YOUR ASSIGNMENT:
Below are the records; restate word for word the lines from the first through the one containing "fields are blank.", and only those.

** RECORDS follows **

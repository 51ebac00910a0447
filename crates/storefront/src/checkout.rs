//! Checkout: turn the cart into an order.

use pawcare_core::{ContactError, Email, PhoneNumber, Price, PriceError};
use serde::{Deserialize, Serialize};
use thiserror::Error;
use tokio_util::sync::CancellationToken;
use tracing::{info, instrument, warn};

use crate::api::{ApiError, Order, OrderRequest, PetCareClient, ShippingInfo, with_cancellation};
use crate::cart::{CartItem, CartStore, KeyValueStore, checked_total};

/// Errors that stop an order from being placed.
#[derive(Debug, Error)]
pub enum CheckoutError {
    /// There is nothing to order.
    #[error("Your cart is empty")]
    EmptyCart,

    /// One or more shipping fields are blank.
    #[error("Please fill in all required fields: {}", .0.join(", "))]
    MissingFields(Vec<&'static str>),

    /// The phone number does not reduce to exactly ten digits.
    #[error("Please enter a valid 10-digit phone number")]
    InvalidPhone,

    /// The email address is malformed.
    #[error("Please enter a valid email address: {0}")]
    InvalidEmail(ContactError),

    /// The cart total could not be expressed as a price.
    #[error("Invalid cart total: {0}")]
    Total(#[from] PriceError),

    #[error(transparent)]
    Api(#[from] ApiError),
}

/// Shipping details as typed into the checkout form.
#[derive(Debug, Clone, Default, PartialEq, Eq, Serialize, Deserialize)]
#[serde(rename_all = "camelCase")]
pub struct ShippingForm {
    #[serde(default)]
    pub full_name: String,
    #[serde(default)]
    pub email: String,
    #[serde(default)]
    pub phone: String,
    #[serde(default)]
    pub address: String,
    #[serde(default)]
    pub city: String,
    #[serde(default)]
    pub postal_code: String,
}

impl ShippingForm {
    /// Check every field and produce the wire shape.
    ///
    /// # Errors
    ///
    /// Returns [`CheckoutError::MissingFields`], then
    /// [`CheckoutError::InvalidPhone`], then [`CheckoutError::InvalidEmail`].
    pub fn validate(&self) -> Result<ShippingInfo, CheckoutError> {
        let missing: Vec<&'static str> = [
            (&self.full_name, "full name"),
            (&self.email, "email"),
            (&self.phone, "phone"),
            (&self.address, "address"),
            (&self.city, "city"),
            (&self.postal_code, "postal code"),
        ]
        .into_iter()
        .filter(|(value, _)| value.trim().is_empty())
        .map(|(_, name)| name)
        .collect();
        if !missing.is_empty() {
            return Err(CheckoutError::MissingFields(missing));
        }

        let phone = PhoneNumber::parse(&self.phone).map_err(|_| CheckoutError::InvalidPhone)?;
        let email = Email::parse(&self.email).map_err(CheckoutError::InvalidEmail)?;

        Ok(ShippingInfo {
            full_name: self.full_name.trim().to_string(),
            email,
            phone,
            address: self.address.trim().to_string(),
            city: self.city.trim().to_string(),
            postal_code: self.postal_code.trim().to_string(),
        })
    }
}

/// Compose an order body from cart lines and shipping details.
///
/// # Errors
///
/// Returns [`CheckoutError::EmptyCart`] when `items` is empty, or
/// [`CheckoutError::Total`] when the total does not fit in a price.
pub fn compose_order(
    items: &[CartItem],
    shipping: ShippingInfo,
) -> Result<OrderRequest, CheckoutError> {
    if items.is_empty() {
        return Err(CheckoutError::EmptyCart);
    }
    let total = Price::new(checked_total(items)?)?;
    Ok(OrderRequest {
        items: items.to_vec(),
        total,
        shipping,
    })
}

/// Validate, place the order, and clear the cart once the API accepts it.
///
/// The cart is untouched when anything fails. If the order is accepted but
/// clearing the cart cannot be persisted, the order is still returned.
///
/// # Errors
///
/// Returns a validation error before any network call, or the API error.
#[instrument(skip_all, fields(items = cart.len()))]
pub async fn place_order<S: KeyValueStore>(
    cart: &mut CartStore<S>,
    client: &PetCareClient,
    form: &ShippingForm,
    cancel: &CancellationToken,
) -> Result<Order, CheckoutError> {
    let shipping = form.validate()?;
    let request = compose_order(cart.items(), shipping)?;

    let order = with_cancellation(cancel, client.place_order(&request)).await?;
    info!(order_id = %order.id, total = %request.total, "Order placed");

    if let Err(e) = cart.clear() {
        warn!(error = %e, order_id = %order.id, "Order placed but cart could not be cleared");
    }
    Ok(order)
}
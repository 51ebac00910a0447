//! Session-related types.
//!
//! The cart lives in the session as the same JSON string a browser would keep
//! under its `cart` local-storage key, so snapshots move freely between the
//! two.

use tower_sessions::Session;

use crate::cart::{CART_STORAGE_KEY, MemoryStore};

/// Session keys.
pub mod keys {
    /// Serialized cart snapshot.
    pub const CART: &str = super::CART_STORAGE_KEY;

    /// Email last used to look up bookings.
    pub const BOOKING_EMAIL: &str = "booking_email";
}

/// Copy the session's cart slot into a fresh [`MemoryStore`].
///
/// # Errors
///
/// Returns the session store error.
pub async fn load_cart_slot(session: &Session) -> Result<MemoryStore, tower_sessions::session::Error> {
    Ok(match session.get::<String>(keys::CART).await? {
        Some(raw) => MemoryStore::with_entry(CART_STORAGE_KEY, raw),
        None => MemoryStore::new(),
    })
}

/// Write the cart slot of `store` back into the session.
///
/// An empty slot removes the key.
///
/// # Errors
///
/// Returns the session store error.
pub async fn save_cart_slot(
    session: &Session,
    store: &MemoryStore,
) -> Result<(), tower_sessions::session::Error> {
    use crate::cart::KeyValueStore;

    match store.get(CART_STORAGE_KEY) {
        Ok(Some(raw)) => session.insert(keys::CART, raw).await,
        Ok(None) => session.remove::<String>(keys::CART).await.map(|_| ()),
        // MemoryStore reads never fail
        Err(e) => {
            tracing::warn!(error = %e, "Could not read cart slot");
            Ok(())
        }
    }
}
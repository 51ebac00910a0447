//! HTTP middleware stack for storefront.
//!
//! # Middleware Order (bottom to top in Router)
//!
//! 1. Sentry layers (hub per request, HTTP transaction)
//! 2. `TraceLayer` (request tracing)
//! 3. Request ID (add unique ID to each request)
//! 4. Session layer (tower-sessions with in-memory store)

pub mod request_id;
pub mod session;

pub use request_id::{REQUEST_ID_HEADER, RequestId, request_id_middleware};
pub use session::{SESSION_COOKIE_NAME, create_session_layer};
//! Booking management commands.
//!
//! # Environment Variables
//!
//! - `PAWCARE_API_URL` - Base URL of the PawCare REST API
//! - `PAWCARE_API_TOKEN` - Optional bearer token

use chrono::{NaiveDate, Utc};
use pawcare_core::{BookingId, Email};
use pawcare_storefront::api::{Booking, RescheduleRequest};
use pawcare_storefront::booking::{BookingManager, partition_upcoming};
use tokio_util::sync::CancellationToken;
use tracing::info;

use super::{CliError, client};

fn line(booking: &Booking) -> String {
    let d = &booking.details;
    format!(
        "{}  {} {:<9}  {:<10}  {} ({}) - {}",
        booking.id, d.appointment_date, d.time_slot, booking.status, d.pet_name, d.pet_type, d.product_name
    )
}

/// List bookings made with `email`, upcoming first.
///
/// # Errors
///
/// Returns an error if the email is malformed or the API call fails.
#[allow(clippy::print_stdout)]
pub async fn list(email: &str, cancel: &CancellationToken) -> Result<(), CliError> {
    let email = Email::parse(email)?;
    let client = client()?;
    let bookings = BookingManager::new(&client).list_for(&email, cancel).await?;

    let (upcoming, past) = partition_upcoming(bookings, Utc::now().date_naive());
    println!("Upcoming ({})", upcoming.len());
    for booking in &upcoming {
        println!("  {}", line(booking));
    }
    println!("Past and cancelled ({})", past.len());
    for booking in &past {
        println!("  {}", line(booking));
    }
    Ok(())
}

/// Cancel a booking.
///
/// # Errors
///
/// Returns an error if the booking cannot be cancelled or the API call fails.
#[allow(clippy::print_stdout)]
pub async fn cancel(id: String, cancel: &CancellationToken) -> Result<(), CliError> {
    let client = client()?;
    let manager = BookingManager::new(&client);

    let booking = manager.find(&BookingId::new(id), cancel).await?;
    let updated = manager.cancel(&booking, cancel).await?;
    info!(booking_id = %updated.id, "Cancelled");
    println!("{}", line(&updated));
    Ok(())
}

/// Move a booking.
///
/// # Errors
///
/// Returns an error if the new slot is invalid or the API call fails.
#[allow(clippy::print_stdout)]
pub async fn reschedule(
    id: String,
    date: NaiveDate,
    slot: String,
    cancel: &CancellationToken,
) -> Result<(), CliError> {
    let client = client()?;
    let manager = BookingManager::new(&client);

    let booking = manager.find(&BookingId::new(id), cancel).await?;
    let request = RescheduleRequest {
        appointment_date: date,
        time_slot: slot,
    };
    let updated = manager
        .reschedule(&booking, &request, Utc::now().date_naive(), cancel)
        .await?;
    info!(booking_id = %updated.id, "Rescheduled");
    println!("{}", line(&updated));
    Ok(())
}
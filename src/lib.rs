//! Recursive EDRR orchestration engine.
//!
//! Drives a team of cooperating worker agents through the four-phase
//! Expand → Differentiate → Refine → Retrospect cycle: bounded recursion
//! into micro-cycles, role rotation on every phase entry, context snapshots
//! across phase boundaries, and persistence that degrades instead of
//! failing.

pub mod config;
pub mod cycle;
pub mod errors;
pub mod events;
pub mod manifest;
pub mod memory;
pub mod orchestrator;
pub mod phase;
pub mod sanitize;
pub mod team;

pub use config::EngineConfig;
pub use cycle::{Cycle, Task};
pub use errors::OrchestrationError;
pub use manifest::Manifest;
pub use orchestrator::Coordinator;
pub use phase::{Phase, PhaseResult};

** End of RECORDS **

REPLY TO THE EXERCISE:
repository 51ebac00910a0447
filename crates/storefront/src/checkout.rs
//! Checkout: turn the cart into an order.

use pawcare_core::{ContactError, Email, PhoneNumber, Price, PriceError};
use serde::{Deserialize, Serialize};
use thiserror::Error;
use tokio_util::sync::CancellationToken;
use tracing::{info, instrument, warn};

use crate::api::{ApiError, Order, OrderRequest, PetCareClient, ShippingInfo, with_cancellation};
use crate::cart::{CartItem, CartStore, KeyValueStore, checked_total};

/// Errors that stop an order from being placed.
#[derive(Debug, Error)]
pub enum CheckoutError {
    /// There is nothing to order.
    #[error("Your cart is empty")]
    EmptyCart,

    /// One or more shipping fields are blank.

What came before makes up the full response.